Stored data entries
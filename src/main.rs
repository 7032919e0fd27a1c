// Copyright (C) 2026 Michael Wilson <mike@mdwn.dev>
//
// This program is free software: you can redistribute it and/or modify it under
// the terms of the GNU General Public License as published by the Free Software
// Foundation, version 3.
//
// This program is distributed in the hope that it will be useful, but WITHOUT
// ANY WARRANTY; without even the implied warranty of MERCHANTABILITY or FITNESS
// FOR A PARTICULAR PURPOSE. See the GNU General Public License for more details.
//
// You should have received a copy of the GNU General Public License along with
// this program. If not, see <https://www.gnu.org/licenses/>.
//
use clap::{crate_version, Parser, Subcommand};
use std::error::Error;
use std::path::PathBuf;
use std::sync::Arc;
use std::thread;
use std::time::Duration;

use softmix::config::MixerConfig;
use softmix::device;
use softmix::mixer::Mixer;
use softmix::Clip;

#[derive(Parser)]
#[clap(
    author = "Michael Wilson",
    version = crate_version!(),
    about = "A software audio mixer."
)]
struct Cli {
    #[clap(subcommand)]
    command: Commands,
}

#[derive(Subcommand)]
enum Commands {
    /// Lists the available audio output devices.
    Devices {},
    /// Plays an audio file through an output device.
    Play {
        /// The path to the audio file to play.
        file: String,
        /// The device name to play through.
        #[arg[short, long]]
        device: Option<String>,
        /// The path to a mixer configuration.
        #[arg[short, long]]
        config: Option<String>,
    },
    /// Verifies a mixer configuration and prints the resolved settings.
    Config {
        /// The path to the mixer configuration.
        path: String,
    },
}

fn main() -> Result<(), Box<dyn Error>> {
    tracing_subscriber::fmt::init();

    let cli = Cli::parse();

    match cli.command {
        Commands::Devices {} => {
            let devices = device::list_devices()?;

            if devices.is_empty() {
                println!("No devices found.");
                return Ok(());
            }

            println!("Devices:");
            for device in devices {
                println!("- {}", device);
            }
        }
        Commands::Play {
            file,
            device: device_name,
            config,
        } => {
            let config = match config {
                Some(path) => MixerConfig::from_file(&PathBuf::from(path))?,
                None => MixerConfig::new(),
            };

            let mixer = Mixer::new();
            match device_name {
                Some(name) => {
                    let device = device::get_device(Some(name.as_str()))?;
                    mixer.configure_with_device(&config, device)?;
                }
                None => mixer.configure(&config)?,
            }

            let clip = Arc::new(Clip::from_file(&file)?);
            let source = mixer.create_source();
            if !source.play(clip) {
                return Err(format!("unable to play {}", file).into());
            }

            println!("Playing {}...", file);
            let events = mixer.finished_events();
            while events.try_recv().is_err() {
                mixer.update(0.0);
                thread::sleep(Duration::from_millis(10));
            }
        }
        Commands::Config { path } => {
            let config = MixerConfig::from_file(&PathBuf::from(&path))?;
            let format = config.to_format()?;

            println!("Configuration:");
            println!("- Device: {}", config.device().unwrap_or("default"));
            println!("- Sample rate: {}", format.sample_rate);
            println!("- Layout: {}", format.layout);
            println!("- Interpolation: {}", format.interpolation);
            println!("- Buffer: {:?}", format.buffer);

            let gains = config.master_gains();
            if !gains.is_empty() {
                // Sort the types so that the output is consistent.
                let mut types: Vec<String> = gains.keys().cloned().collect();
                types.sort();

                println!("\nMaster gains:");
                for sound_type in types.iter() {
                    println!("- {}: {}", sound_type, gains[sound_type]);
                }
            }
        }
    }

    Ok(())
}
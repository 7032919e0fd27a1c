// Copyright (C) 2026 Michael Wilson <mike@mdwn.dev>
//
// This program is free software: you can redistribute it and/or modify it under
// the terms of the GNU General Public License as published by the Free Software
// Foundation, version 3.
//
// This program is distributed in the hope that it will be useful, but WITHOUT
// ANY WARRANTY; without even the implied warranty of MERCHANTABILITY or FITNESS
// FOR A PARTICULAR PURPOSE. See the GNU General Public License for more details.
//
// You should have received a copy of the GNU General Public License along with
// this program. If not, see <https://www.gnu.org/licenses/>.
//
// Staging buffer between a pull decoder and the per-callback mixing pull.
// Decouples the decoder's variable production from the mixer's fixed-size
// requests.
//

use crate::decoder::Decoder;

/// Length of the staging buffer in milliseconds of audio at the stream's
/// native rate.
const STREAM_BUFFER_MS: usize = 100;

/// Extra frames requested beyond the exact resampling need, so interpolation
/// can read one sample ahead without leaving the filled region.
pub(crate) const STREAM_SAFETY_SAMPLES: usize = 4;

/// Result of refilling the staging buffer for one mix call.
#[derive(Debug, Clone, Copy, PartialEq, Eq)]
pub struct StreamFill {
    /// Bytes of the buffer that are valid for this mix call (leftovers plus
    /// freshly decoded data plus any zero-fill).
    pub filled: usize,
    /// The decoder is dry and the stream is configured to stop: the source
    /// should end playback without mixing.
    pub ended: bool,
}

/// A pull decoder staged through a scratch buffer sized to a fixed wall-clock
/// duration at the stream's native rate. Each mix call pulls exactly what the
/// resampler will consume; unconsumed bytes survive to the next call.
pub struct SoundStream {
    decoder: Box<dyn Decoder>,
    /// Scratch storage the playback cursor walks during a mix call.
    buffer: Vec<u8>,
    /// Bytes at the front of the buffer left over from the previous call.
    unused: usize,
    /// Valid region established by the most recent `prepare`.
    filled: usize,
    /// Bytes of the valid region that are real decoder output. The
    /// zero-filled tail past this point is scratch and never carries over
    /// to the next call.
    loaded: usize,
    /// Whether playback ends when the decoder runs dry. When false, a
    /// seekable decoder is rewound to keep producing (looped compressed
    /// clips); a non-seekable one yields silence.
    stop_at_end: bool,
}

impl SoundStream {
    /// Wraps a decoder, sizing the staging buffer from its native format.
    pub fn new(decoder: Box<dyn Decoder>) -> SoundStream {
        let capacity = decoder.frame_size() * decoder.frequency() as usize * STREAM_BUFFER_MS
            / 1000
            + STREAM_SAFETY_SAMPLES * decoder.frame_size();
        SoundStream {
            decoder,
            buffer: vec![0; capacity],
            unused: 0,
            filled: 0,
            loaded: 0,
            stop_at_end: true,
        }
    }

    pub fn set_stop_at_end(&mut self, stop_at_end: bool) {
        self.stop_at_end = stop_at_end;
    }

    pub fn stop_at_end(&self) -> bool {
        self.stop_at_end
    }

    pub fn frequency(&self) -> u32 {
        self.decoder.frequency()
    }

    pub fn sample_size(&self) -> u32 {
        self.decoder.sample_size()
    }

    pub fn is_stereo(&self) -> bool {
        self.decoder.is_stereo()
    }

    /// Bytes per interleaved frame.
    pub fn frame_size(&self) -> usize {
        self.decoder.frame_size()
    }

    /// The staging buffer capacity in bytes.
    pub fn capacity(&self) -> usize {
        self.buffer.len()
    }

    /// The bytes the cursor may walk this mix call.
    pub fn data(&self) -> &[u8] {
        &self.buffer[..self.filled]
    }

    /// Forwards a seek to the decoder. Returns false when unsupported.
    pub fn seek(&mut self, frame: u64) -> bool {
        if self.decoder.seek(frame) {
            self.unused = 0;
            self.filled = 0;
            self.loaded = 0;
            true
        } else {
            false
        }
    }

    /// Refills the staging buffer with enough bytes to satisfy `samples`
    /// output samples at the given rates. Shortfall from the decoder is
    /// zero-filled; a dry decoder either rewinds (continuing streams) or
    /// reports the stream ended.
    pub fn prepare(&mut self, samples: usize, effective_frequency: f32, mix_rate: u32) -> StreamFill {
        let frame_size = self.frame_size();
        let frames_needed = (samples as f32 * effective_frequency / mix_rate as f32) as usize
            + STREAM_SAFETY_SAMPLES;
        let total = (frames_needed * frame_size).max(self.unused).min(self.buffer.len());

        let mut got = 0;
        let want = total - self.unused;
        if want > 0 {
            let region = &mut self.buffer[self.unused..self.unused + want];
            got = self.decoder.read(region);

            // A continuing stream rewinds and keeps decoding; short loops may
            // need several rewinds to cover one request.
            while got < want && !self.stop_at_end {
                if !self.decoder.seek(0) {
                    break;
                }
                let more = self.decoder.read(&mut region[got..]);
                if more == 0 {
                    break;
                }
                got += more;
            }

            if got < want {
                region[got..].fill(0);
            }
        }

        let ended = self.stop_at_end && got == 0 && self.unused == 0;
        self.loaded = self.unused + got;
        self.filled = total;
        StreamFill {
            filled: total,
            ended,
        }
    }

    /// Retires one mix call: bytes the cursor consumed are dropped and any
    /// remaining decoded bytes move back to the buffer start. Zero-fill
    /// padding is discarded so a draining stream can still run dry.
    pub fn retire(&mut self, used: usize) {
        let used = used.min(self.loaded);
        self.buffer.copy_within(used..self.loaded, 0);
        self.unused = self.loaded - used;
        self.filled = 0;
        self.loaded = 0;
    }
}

# What you are asked to do:
Copy out, word for word, the part of the entries above that begins at the line with "decoder output. The" and ends at the line with "false when unsupported.", including both.

# Expected output:
    /// Bytes of the valid region that are real decoder output. The
    /// zero-filled tail past this point is scratch and never carries over
    /// to the next call.
    loaded: usize,
    /// Whether playback ends when the decoder runs dry. When false, a
    /// seekable decoder is rewound to keep producing (looped compressed
    /// clips); a non-seekable one yields silence.
    stop_at_end: bool,
}

impl SoundStream {
    /// Wraps a decoder, sizing the staging buffer from its native format.
    pub fn new(decoder: Box<dyn Decoder>) -> SoundStream {
        let capacity = decoder.frame_size() * decoder.frequency() as usize * STREAM_BUFFER_MS
            / 1000
            + STREAM_SAFETY_SAMPLES * decoder.frame_size();
        SoundStream {
            decoder,
            buffer: vec![0; capacity],
            unused: 0,
            filled: 0,
            loaded: 0,
            stop_at_end: true,
        }
    }

    pub fn set_stop_at_end(&mut self, stop_at_end: bool) {
        self.stop_at_end = stop_at_end;
    }

    pub fn stop_at_end(&self) -> bool {
        self.stop_at_end
    }

    pub fn frequency(&self) -> u32 {
        self.decoder.frequency()
    }

    pub fn sample_size(&self) -> u32 {
        self.decoder.sample_size()
    }

    pub fn is_stereo(&self) -> bool {
        self.decoder.is_stereo()
    }

    /// Bytes per interleaved frame.
    pub fn frame_size(&self) -> usize {
        self.decoder.frame_size()
    }

    /// The staging buffer capacity in bytes.
    pub fn capacity(&self) -> usize {
        self.buffer.len()
    }

    /// The bytes the cursor may walk this mix call.
    pub fn data(&self) -> &[u8] {
        &self.buffer[..self.filled]
    }

    /// Forwards a seek to the decoder. Returns false when unsupported.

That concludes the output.